While the pilot did not include a formal mediation analysis, putative mechanisms emerge from the key treatment ‘phases’. Within the first phase the participants’ key task is to develop assertiveness with the avatar’s character gradually changing to become conciliatory or even helpful in line with the increasing strength and confidence of the person. Commonalities with Cognitive Therapy for Command Hallucinations [16, 15] and other relational approaches [17] along with the pilot findings, suggest that changes in beliefs about voices (specifically related to omnipotence and malevolence) and appraisal of the voice relationship (specifically relative power and assertiveness) are likely mechanisms of action. The second phase specifically targets improvements in self-concept and development of a more positive identity, work that is consistent with recent approaches emphasising the importance of self-esteem and self-compassion in working with distressing voices [21, 22]. Finally, given that anxiety processes are seen as central in the maintenance of distressing voices [9] and that AVATAR therapy involves an exposure to a distressing stimulus (voice content and image), reductions in anxiety may also be an important mechanism of action. With regards to potential moderators, engagement with, and therapeutic response to, cognitive behaviour therapy for psychosis have been predicted by baseline beliefs about illness [23] and social factors such as presence of a caregiver [24]. Given the novelty of the set-up AVATAR therapy may also have more specific treatment moderators. The task of creating a single avatar to represent the person’s voice experience, incorporating discernible verbatim content, suggests that the number of voices, type of content and ratings of the created voice/image may act as additional moderators.
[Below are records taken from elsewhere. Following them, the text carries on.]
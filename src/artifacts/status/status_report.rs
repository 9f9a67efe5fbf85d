use crate::artifacts::branch::branch_table::BranchTable;
use crate::artifacts::objects::object_id::ObjectId;
use crate::artifacts::objects::tree::{Tree, path_key};
use crate::artifacts::status::file_change::WorkspaceChangeType;
use crate::artifacts::status::inspector::Inspector;
use colored::Colorize;
use std::collections::{BTreeMap, BTreeSet};
use std::fmt;
use std::path::PathBuf;

#[derive(Debug, Clone, PartialEq, Eq)]
pub struct BranchStatus {
    pub name: String,
    pub active: bool,
}

/// Named partitions over the tracked and working files
#[derive(Debug, Clone, Default, PartialEq, Eq)]
pub struct StatusReport {
    /// Every branch, in name order
    pub branches: Vec<BranchStatus>,
    /// Indexed paths new or changed relative to HEAD
    pub staged: BTreeSet<PathBuf>,
    /// HEAD paths the index no longer tracks
    pub removed: BTreeSet<PathBuf>,
    /// Indexed paths whose working copy is modified or gone
    pub modified: BTreeMap<PathBuf, WorkspaceChangeType>,
    /// Working files the index does not track
    pub untracked: BTreeSet<PathBuf>,
}

impl StatusReport {
    pub fn new(
        branches: &BranchTable,
        head: &Tree,
        index: &Tree,
        workspace: &BTreeMap<PathBuf, ObjectId>,
    ) -> Self {
        let modified = index
            .iter()
            .filter_map(|(path, oid)| {
                match Inspector::check_index_against_workspace(Some(oid), workspace.get(path)) {
                    change @ (WorkspaceChangeType::Modified | WorkspaceChangeType::Deleted) => {
                        Some((path.to_path_buf(), change))
                    }
                    _ => None,
                }
            })
            .collect();

        let untracked = workspace
            .keys()
            .filter(|path| !index.contains(path))
            .cloned()
            .collect();

        StatusReport {
            branches: branches
                .iter()
                .map(|branch| BranchStatus {
                    name: branch.name.to_string(),
                    active: branch.active,
                })
                .collect(),
            staged: index.diff(head, true),
            removed: head.diff(index, false),
            modified,
            untracked,
        }
    }

    fn write_section(
        f: &mut fmt::Formatter<'_>,
        title: &str,
        lines: impl Iterator<Item = String>,
    ) -> fmt::Result {
        writeln!(f, "{}", format!("=== {title} ===").bold())?;
        for line in lines {
            writeln!(f, "{line}")?;
        }
        writeln!(f)
    }
}

impl fmt::Display for StatusReport {
    fn fmt(&self, f: &mut fmt::Formatter<'_>) -> fmt::Result {
        Self::write_section(
            f,
            "Branches",
            self.branches.iter().map(|branch| {
                if branch.active {
                    format!("*{}", branch.name.green())
                } else {
                    branch.name.clone()
                }
            }),
        )?;
        Self::write_section(
            f,
            "Staged Files",
            self.staged.iter().map(|path| path_key(path).green().to_string()),
        )?;
        Self::write_section(
            f,
            "Removed Files",
            self.removed.iter().map(|path| path_key(path).green().to_string()),
        )?;
        Self::write_section(
            f,
            "Modifications Not Staged For Commit",
            self.modified
                .iter()
                .map(|(path, change)| format!("{}{change}", path_key(path))),
        )?;
        Self::write_section(
            f,
            "Untracked Files",
            self.untracked.iter().map(|path| path_key(path).red().to_string()),
        )
    }
}
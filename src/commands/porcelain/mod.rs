//! Porcelain commands (user-facing gitlet operations)
//!
//! Each file adds one group of operations to [`Repository`]. Every operation
//! checks that the repository is initialized and validates its preconditions
//! before it writes anything; mutating operations end by saving the state.
//!
//! ## Commands
//!
//! - `init`: Create the repository with its root commit
//! - `add`: Stage files for commit
//! - `commit`: Record the working index as a new commit
//! - `rm`: Unstage a file or stage its removal
//! - `log`: History of the active branch, every commit, or search by message
//! - `status`: Branches, staged, removed, modified and untracked files
//! - `checkout`: Switch branches or restore files
//! - `branch`: Create or delete branches
//! - `reset`: Move the active branch to any commit
//! - `merge`: Three-way merge of another branch
//! - `remote`: Manage remotes
//!
//! [`Repository`]: crate::areas::repository::Repository

pub mod add;
pub mod branch;
pub mod checkout;
pub mod commit;
pub mod init;
pub mod log;
pub mod merge;
pub mod remote;
pub mod reset;
pub mod rm;
pub mod status;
Research objectives and hypotheses

The trial has three main objectives:

  1. 1.

    To test the clinical efficacy of the therapy compared to supportive counselling (SC).

  2. 2.

    To determine preliminary estimates of cost-effectiveness of the AVATAR therapy.

  3. 3.

    To explore explanatory mechanisms of action as well as moderators for AVATAR therapy.

The trial hypotheses are:

  1. a)

    AVATAR therapy will be more effective in reducing the frequency and severity of auditory hallucinations, in comparison to SC.

  2. b)

    AVATAR therapy will be more effective in reducing the reported omnipotence and malevolence of auditory hallucinations, in comparison to SC.

  3. c)

    The improvements attributable to AVATAR therapy will be maintained at 24 weeks follow-up.

  4. d)

    AVATAR therapy will be more cost-effective than SC.

  5. e)

    The mediators of treatment effects for AVATAR therapy on changes in auditory hallucinations will be beliefs about voices (specifically omnipotence and malevolence), beliefs about the self (improved self-esteem), appraisal of voice relationship (specifically relative power and assertiveness), and reduction in anxiety.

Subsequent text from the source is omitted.